With $ trillions poured in the economy is staggering. What can be expected when $ trillions are pulled out?
This guy says that the FED will print like mad but, we'll still default;
http://trueslant.com/michaelpollaro/201 ... cy-part-4/

As I mentioned earlier, the FED is in a tug-o-war with GOV. The FED says; no more printing. GOV is committed to spending $ trillions that can only be supplied by printing.
It is presumed that the earlier bailouts were done by the FED to reimburse the European banks [ and Goldman] so that they could recoup their losses. IF the FED has recouped the losses AND doesn't want to incur any more liability, I suppose that there is the possibility that the FED will NOT print any more bucks for GOV.
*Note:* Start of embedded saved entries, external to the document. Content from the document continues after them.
// Shared embed styling: the named colour palette and the author-colour helper
// every command reply uses.

use crate::discord::Context;
use poise::serenity_prelude as serenity;

pub const PALETTE: &[(&str, u32)] = &[
    ("WHITE", 0xFFFFFF),
    ("AQUA", 0x1ABC9C),
    ("GREEN", 0x2ECC71),
    ("BLUE", 0x3498DB),
    ("PURPLE", 0x9B59B6),
    ("LUMINOUS_VIVID_PINK", 0xE91E63),
    ("GOLD", 0xF1C40F),
    ("ORANGE", 0xE67E22),
    ("RED", 0xE74C3C),
    ("NAVY", 0x34495E),
    ("DARK_AQUA", 0x11806A),
    ("DARK_GREEN", 0x1F8B4C),
    ("DARK_BLUE", 0x206694),
    ("DARK_PURPLE", 0x71368A),
    ("DARK_VIVID_PINK", 0xAD1457),
    ("DARK_GOLD", 0xC27C0E),
    ("DARK_ORANGE", 0xA84300),
    ("DARK_RED", 0x992D22),
    ("DARK_NAVY", 0x2C3E50),
];

pub fn palette(name: &str) -> Option<serenity::Colour> {
    PALETTE
        .iter()
        .find(|(n, _)| n.eq_ignore_ascii_case(name))
        .map(|(_, value)| serenity::Colour::new(*value))
}

pub fn error_colour() -> serenity::Colour {
    palette("RED").unwrap_or_default()
}

/// Colour of the invoking member's highest coloured role, falling back to blue
/// in DMs or for members without a coloured role.
pub async fn author_colour(ctx: Context<'_>) -> serenity::Colour {
    let fallback = palette("BLUE").unwrap_or_default();

    match ctx.author_member().await {
        Some(member) => member.colour(ctx.cache()).unwrap_or(fallback),
        None => fallback,
    }
}

/// `name#1234` (or just `name` for migrated usernames) with the avatar.
pub fn user_author(user: &serenity::User) -> serenity::CreateEmbedAuthor {
    serenity::CreateEmbedAuthor::new(user.tag()).icon_url(user.face())
}

/// Base embed for command replies: author colour, invoking user and timestamp.
pub async fn reply_embed(ctx: Context<'_>) -> serenity::CreateEmbed {
    serenity::CreateEmbed::new()
        .colour(author_colour(ctx).await)
        .author(user_author(ctx.author()))
        .timestamp(serenity::Timestamp::now())
}

pub fn error_embed(title: &str, description: impl Into<String>) -> serenity::CreateEmbed {
    serenity::CreateEmbed::new()
        .title(format!("⛔{}", title))
        .description(description)
        .colour(error_colour())
        .timestamp(serenity::Timestamp::now())
}
pub mod readiness_tracker;

pub use readiness_tracker::ReadinessTracker;
use std::collections::BTreeMap;

/// Prefix used wherever a guild has no override, and in direct messages.
pub const DEFAULT_PREFIX: &str = "guh ";

/// Longest prefix a guild may configure.
pub const MAX_PREFIX_LEN: usize = 32;

/// Guild ID (as a decimal string, the way it is keyed on disk) to prefix.
///
/// A `BTreeMap` keeps the persisted file ordered so manual edits and diffs
/// stay readable.
pub type GuildPrefixMap = BTreeMap<String, String>;

pub fn guild_key(guild_id: u64) -> String {
    guild_id.to_string()
}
Since the European banks "own" the dollar, I'm not really certain what the U.S. GOV could do to the FED if they didn't want to print. The FED may be trying to preserve the value of the dollars that they hold.
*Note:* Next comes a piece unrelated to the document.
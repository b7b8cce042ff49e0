// The infra module contains implementations of core traits.
// Each feature implementation goes in its own submodule.

#[path = "prefixes/mod.rs"]
pub mod prefixes;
This guy really knows his stuff. He sees default as inevitable;
http://matterhornassetmanagement.com/20 ... will-fail/

As y'all know, Moodys, Fitch and S&P were all guilty of rating "liar loans" as AAA. That's what got foreign and domestic investors to buy them. OK, so the major bond-rating companies are American.
Now, we hear that S&P is threatening to downgrade U.S. debt. What gives, American rating companies downgrading American debt??? It seems that they wouldn't risk this action unless we were close to default anyway. Dunno.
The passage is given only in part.